More news, from our currency counselor…
Chris Gaffney, reporting from the EverBank trading desk in St. Louis:
"The GDP numbers to be released Wednesday will probably show that the U.S. economy continues to expand at a faster pace than either Europe or Japan. This will most likely be dollar positive with economists and the media pointing out how the U.S. dollar should be higher given the accelerating growth in the United States."
Bill Bonner, with more miscellaneous opinions…
*** Taleb has spent the last 18 years as a Wall Street trader.
"I bought the fat tails," he explained. Taleb believes investors consistently underprice unforeseen, unlikely events. He doesn’t claim to know when or how unexpected things come about, but he bets that other investors aren’t sufficiently prepared for change.
"Way out of the money…that’s where I always wanted to be. I didn’t have to be right about the events themselves…just about investors’ appreciation of them. People tend to think that whatever is happening right now will always happen. They underprice the fat-tails.

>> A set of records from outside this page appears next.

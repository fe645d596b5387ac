//! Schema type definitions for JSON-Schema document modeling.
//!
//! This module defines the in-memory data model for one JSON-Schema node. The
//! model keeps object properties in insertion order and carries two side
//! channels ([`Schema::extra_props`] and [`Schema::extensions`]) for keywords
//! that have no dedicated field. Serialization lives in [`crate::json`].

use std::collections::BTreeMap;

use serde_json::{Map, Value};

/// Identifier stamped into the `$schema` field of every generated root.
pub const JSON_SCHEMA_DRAFT: &str = "http://json-schema.org/schema#";

/// Extension key used for ordering hints consumed by form renderers.
pub const ORDER_EXTENSION: &str = "x-order";

/// Keywords with a dedicated field on [`Schema`].
///
/// Nothing outside these fields may be written under one of these names, so
/// the flattened JSON object never carries a duplicated key.
pub const FIXED_KEYWORDS: &[&str] = &[
    "$ref",
    "$schema",
    "id",
    "description",
    "type",
    "nullable",
    "format",
    "title",
    "default",
    "maximum",
    "exclusiveMaximum",
    "minimum",
    "exclusiveMinimum",
    "maxLength",
    "minLength",
    "pattern",
    "maxItems",
    "minItems",
    "uniqueItems",
    "multipleOf",
    "enum",
    "maxProperties",
    "minProperties",
    "required",
    "allOf",
    "oneOf",
    "anyOf",
    "not",
    "properties",
    "additionalProperties",
    "patternProperties",
    "dependencies",
    "additionalItems",
    "definitions",
    "items",
    "example",
    "discriminator",
    "readOnly",
];

/// Returns `true` when `keyword` names a dedicated [`Schema`] field.
///
/// # Examples
///
/// ```
/// use values_schema_core::is_fixed_keyword;
///
/// assert!(is_fixed_keyword("minLength"));
/// assert!(!is_fixed_keyword("render"));
/// ```
pub fn is_fixed_keyword(keyword: &str) -> bool {
    FIXED_KEYWORDS.contains(&keyword)
}

/// Ordered, duplicate-free list of JSON type names.
///
/// Insertion follows a fixed rule: an already-present type is ignored,
/// `"null"` is appended, and any other type is prepended. A freshly declared
/// concrete type therefore wins over an inferred one while nullability always
/// stays last.
///
/// # Examples
///
/// ```
/// use values_schema_core::SchemaType;
///
/// let mut types = SchemaType::single("string");
/// types.insert("integer");
/// types.insert("null");
/// types.insert("string");
/// assert_eq!(types.as_slice(), ["integer", "string", "null"]);
/// ```
#[derive(Debug, Clone, Default, PartialEq, Eq)]
pub struct SchemaType(Vec<String>);

impl SchemaType {
    /// Creates a type list holding exactly one type.
    pub fn single(name: &str) -> Self {
        Self(vec![name.to_string()])
    }

    /// Inserts a type following the prepend/append rule.
    pub fn insert(&mut self, name: &str) {
        if self.contains(name) {
            return;
        }
        if name == "null" {
            self.0.push(name.to_string());
        } else {
            self.0.insert(0, name.to_string());
        }
    }

    pub fn contains(&self, name: &str) -> bool {
        self.0.iter().any(|t| t == name)
    }

    pub fn as_slice(&self) -> &[String] {
        &self.0
    }

    pub fn is_empty(&self) -> bool {
        self.0.is_empty()
    }

    pub fn len(&self) -> usize {
        self.0.len()
    }
}

impl From<Vec<String>> for SchemaType {
    /// Builds a type list, dropping repeated names while keeping the first
    /// occurrence of each.
    fn from(names: Vec<String>) -> Self {
        let mut deduped: Vec<String> = Vec::with_capacity(names.len());
        for name in names {
            if !deduped.contains(&name) {
                deduped.push(name);
            }
        }
        Self(deduped)
    }
}

/// The `items` keyword: one schema for every element, or one per position.
///
/// A [`Single`](SchemaItems::Single) is not the same state as an
/// [`Array`](SchemaItems::Array) of length one; they serialize differently.
#[derive(Debug, Clone, PartialEq)]
pub enum SchemaItems {
    /// Uniform array: every element matches this schema.
    Single(Box<Schema>),
    /// Tuple form, positionally aligned with the source elements.
    Array(Vec<Schema>),
}

impl SchemaItems {
    /// Collapses element schemas into the `items` form.
    ///
    /// Returns `None` for an empty list, [`Single`](SchemaItems::Single) when
    /// every element schema is identical, and the full positional list
    /// otherwise.
    ///
    /// # Examples
    ///
    /// ```
    /// use values_schema_core::{Schema, SchemaItems};
    ///
    /// let uniform = SchemaItems::from_elements(vec![
    ///     Schema::with_type("string"),
    ///     Schema::with_type("string"),
    /// ]);
    /// assert!(matches!(uniform, Some(SchemaItems::Single(_))));
    ///
    /// let tuple = SchemaItems::from_elements(vec![
    ///     Schema::with_type("string"),
    ///     Schema::with_type("integer"),
    /// ]);
    /// assert!(matches!(tuple, Some(SchemaItems::Array(ref items)) if items.len() == 2));
    /// ```
    pub fn from_elements(mut elements: Vec<Schema>) -> Option<Self> {
        match elements.len() {
            0 => None,
            1 => elements.pop().map(|only| Self::Single(Box::new(only))),
            _ if elements.iter().all(|schema| *schema == elements[0]) => {
                elements.truncate(1);
                elements.pop().map(|only| Self::Single(Box::new(only)))
            }
            _ => Some(Self::Array(elements)),
        }
    }

    pub fn len(&self) -> usize {
        match self {
            Self::Single(_) => 1,
            Self::Array(items) => items.len(),
        }
    }

    pub fn is_empty(&self) -> bool {
        self.len() == 0
    }

    /// Returns the item schema at `index`; a single schema sits at index 0.
    pub fn get(&self, index: usize) -> Option<&Schema> {
        match self {
            Self::Single(schema) if index == 0 => Some(schema),
            Self::Single(_) => None,
            Self::Array(items) => items.get(index),
        }
    }

    pub fn get_mut(&mut self, index: usize) -> Option<&mut Schema> {
        match self {
            Self::Single(schema) if index == 0 => Some(schema),
            Self::Single(_) => None,
            Self::Array(items) => items.get_mut(index),
        }
    }

    pub fn iter(&self) -> std::slice::Iter<'_, Schema> {
        match self {
            Self::Single(schema) => std::slice::from_ref(schema.as_ref()).iter(),
            Self::Array(items) => items.iter(),
        }
    }

    pub fn iter_mut(&mut self) -> std::slice::IterMut<'_, Schema> {
        match self {
            Self::Single(schema) => std::slice::from_mut(schema.as_mut()).iter_mut(),
            Self::Array(items) => items.iter_mut(),
        }
    }
}

/// Boolean-or-schema value used by `additionalProperties` and
/// `additionalItems`.
#[derive(Debug, Clone, PartialEq)]
pub enum SchemaOrBool {
    Bool(bool),
    Schema(Box<Schema>),
}

/// Value of one `dependencies` entry: a schema or a list of property names.
#[derive(Debug, Clone, PartialEq)]
pub enum SchemaOrStringArray {
    Schema(Box<Schema>),
    Properties(Vec<String>),
}

/// One named entry of an ordered property map.
#[derive(Debug, Clone, Default, PartialEq)]
pub struct SchemaProperty {
    pub name: String,
    pub schema: Schema,
}

/// Property map that remembers insertion order.
///
/// Serializes as a JSON object whose key order matches the order in which
/// properties were inserted, not alphabetical order.
///
/// # Examples
///
/// ```
/// use values_schema_core::{Schema, SchemaProperties};
///
/// let mut props = SchemaProperties::default();
/// props.insert("zeta", Schema::with_type("string"));
/// props.insert("alpha", Schema::with_type("integer"));
/// props.insert("zeta", Schema::with_type("boolean"));
///
/// assert_eq!(props.names(), vec!["zeta", "alpha"]);
/// assert!(props.get("zeta").unwrap().types.contains("boolean"));
/// ```
#[derive(Debug, Clone, Default, PartialEq)]
pub struct SchemaProperties(Vec<SchemaProperty>);

impl SchemaProperties {
    /// Inserts or replaces a property. A replaced property keeps its position.
    pub fn insert(&mut self, name: &str, schema: Schema) {
        match self.get_mut(name) {
            Some(existing) => *existing = schema,
            None => self.0.push(SchemaProperty {
                name: name.to_string(),
                schema,
            }),
        }
    }

    pub fn get(&self, name: &str) -> Option<&Schema> {
        self.0.iter().find(|p| p.name == name).map(|p| &p.schema)
    }

    pub fn get_mut(&mut self, name: &str) -> Option<&mut Schema> {
        self.0
            .iter_mut()
            .find(|p| p.name == name)
            .map(|p| &mut p.schema)
    }

    /// Returns the property at `index` in insertion order.
    pub fn get_index_mut(&mut self, index: usize) -> Option<&mut SchemaProperty> {
        self.0.get_mut(index)
    }

    pub fn names(&self) -> Vec<&str> {
        self.0.iter().map(|p| p.name.as_str()).collect()
    }

    pub fn iter(&self) -> std::slice::Iter<'_, SchemaProperty> {
        self.0.iter()
    }

    pub fn iter_mut(&mut self) -> std::slice::IterMut<'_, SchemaProperty> {
        self.0.iter_mut()
    }

    /// Keeps only the properties for which `keep` returns `true`, preserving
    /// order.
    pub fn retain(&mut self, keep: impl FnMut(&SchemaProperty) -> bool) {
        self.0.retain(keep);
    }

    pub fn len(&self) -> usize {
        self.0.len()
    }

    pub fn is_empty(&self) -> bool {
        self.0.is_empty()
    }
}

impl FromIterator<(String, Schema)> for SchemaProperties {
    fn from_iter<I: IntoIterator<Item = (String, Schema)>>(iter: I) -> Self {
        let mut props = Self::default();
        for (name, schema) in iter {
            props.insert(&name, schema);
        }
        props
    }
}

/// Returns `true` for vendor extension keywords (`x-*`).
pub fn is_extension_key(key: &str) -> bool {
    key.starts_with("x-")
}

/// One JSON-Schema node.
///
/// Empty strings, `None`, `false` and empty collections mean "not set" and are
/// omitted on serialization. [`extensions`](Schema::extensions) holds vendor
/// `x-*` keys, [`extra_props`](Schema::extra_props) holds every other keyword
/// without a dedicated field; both are flattened into the same JSON object as
/// the fixed fields.
///
/// [`comment`](Schema::comment) carries the head comment the node was built
/// from. It drives annotation processing and is never serialized.
///
/// # Examples
///
/// ```
/// use values_schema_core::Schema;
///
/// let mut schema = Schema::with_type("object");
/// schema.properties.insert("port", Schema::with_type("integer"));
/// schema.title = "Server".into();
///
/// let json = serde_json::to_string(&schema).unwrap();
/// assert_eq!(
///     json,
///     r#"{"type":"object","title":"Server","properties":{"port":{"type":"integer"}}}"#
/// );
/// ```
#[derive(Debug, Clone, Default, PartialEq)]
pub struct Schema {
    /// `$ref`
    pub reference: String,
    /// `$schema`
    pub meta_schema: String,
    pub id: String,
    pub description: String,
    /// `type`
    pub types: SchemaType,
    pub nullable: bool,
    pub format: String,
    pub title: String,
    pub default: Option<Value>,
    pub maximum: Option<f64>,
    pub exclusive_maximum: bool,
    pub minimum: Option<f64>,
    pub exclusive_minimum: bool,
    pub max_length: Option<i64>,
    pub min_length: Option<i64>,
    pub pattern: String,
    pub max_items: Option<i64>,
    pub min_items: Option<i64>,
    pub unique_items: bool,
    pub multiple_of: Option<f64>,
    /// `enum`
    pub enum_values: Vec<Value>,
    pub max_properties: Option<i64>,
    pub min_properties: Option<i64>,
    pub required: Vec<String>,
    pub all_of: Vec<Schema>,
    pub one_of: Vec<Schema>,
    pub any_of: Vec<Schema>,
    pub not: Option<Box<Schema>>,
    pub properties: SchemaProperties,
    pub additional_properties: Option<SchemaOrBool>,
    pub pattern_properties: SchemaProperties,
    pub dependencies: BTreeMap<String, SchemaOrStringArray>,
    pub additional_items: Option<SchemaOrBool>,
    pub definitions: BTreeMap<String, Schema>,
    pub items: Option<SchemaItems>,
    pub example: Option<Value>,
    pub discriminator: String,
    pub read_only: bool,
    /// Vendor `x-*` keywords.
    pub extensions: Map<String, Value>,
    /// Every other keyword without a dedicated field.
    pub extra_props: Map<String, Value>,
    /// Head comment of the source key. Not serialized.
    pub comment: String,
}

impl Schema {
    /// Creates a schema with a single type.
    pub fn with_type(name: &str) -> Self {
        Self {
            types: SchemaType::single(name),
            ..Default::default()
        }
    }

    /// Returns `true` when the schema has neither properties nor items.
    ///
    /// Empty schemas carry nothing worth publishing once untitled nodes have
    /// been purged.
    pub fn is_empty(&self) -> bool {
        self.properties.is_empty() && self.items.is_none()
    }

    /// Stores a keyword that has no dedicated field. `x-*` keys go to
    /// [`extensions`](Schema::extensions), everything else to
    /// [`extra_props`](Schema::extra_props); a key never lives in both.
    ///
    /// ```
    /// use serde_json::json;
    /// use values_schema_core::Schema;
    ///
    /// let mut schema = Schema::default();
    /// schema.insert_extra("x-order", json!(2));
    /// schema.insert_extra("render", json!("radio"));
    /// assert_eq!(schema.extensions["x-order"], 2);
    /// assert_eq!(schema.extra_props["render"], "radio");
    /// ```
    pub fn insert_extra(&mut self, key: impl Into<String>, value: Value) {
        let key = key.into();
        if is_extension_key(&key) {
            self.extra_props.remove(&key);
            self.extensions.insert(key, value);
        } else {
            self.extra_props.insert(key, value);
        }
    }

    /// Looks up a keyword stored by [`insert_extra`](Schema::insert_extra).
    pub fn extra(&self, key: &str) -> Option<&Value> {
        if is_extension_key(key) {
            self.extensions.get(key)
        } else {
            self.extra_props.get(key)
        }
    }

    /// Forks this node for a locale variant.
    ///
    /// The fork is a full structural copy: later changes to the fork never
    /// reach `self`, and vice versa.
    pub fn fork(&self) -> Self {
        self.clone()
    }
}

"But only when the event in question is out of the news. When it is in the news, they do just the opposite. It’s a kind of heuristic error. If you ask people to guess about the chances that an airplane will crash – for any reason – they might put the odds as high as 1 in 1,000. But if you ask them to guess what are the odds that a plane might crash in a terrorist incident, the odds might actually go up to 2 in a 1000. Makes no sense. But the terrorist threat is so much in the news, it tends to be overbought. Oil is too much in the news, too, in my opinion."
*** Here at the Daily Reckoning, we like the fat tails too. Give us a nice, fat tail…an outside chance no one else seems to see. We will not be right every time. We won’t even be right half the time. But we don’t need to be. The unrecognized fat tail tends to have very long odds.
What fat tails do we see now? The collapse of the dollar…the rise of gold…recession/depression…a real estate market with no bids…higher real rates of interest with low nominal rates…deflation…bond defaults…personal bankruptcies…an increasing U.S. savings rate…lower consumer spending…
*** "Americans’ fast-food diet catches up to them," says an article in the French press. If the report is to be believed, American life expectancies peaked out at 76 years…and are now headed down, because of widespread obesity. French life expectancies, meanwhile, just surpassed 80 years. But so what if Americans get fat and die? We still have the world’s most flexible and dynamic economy, don’t we?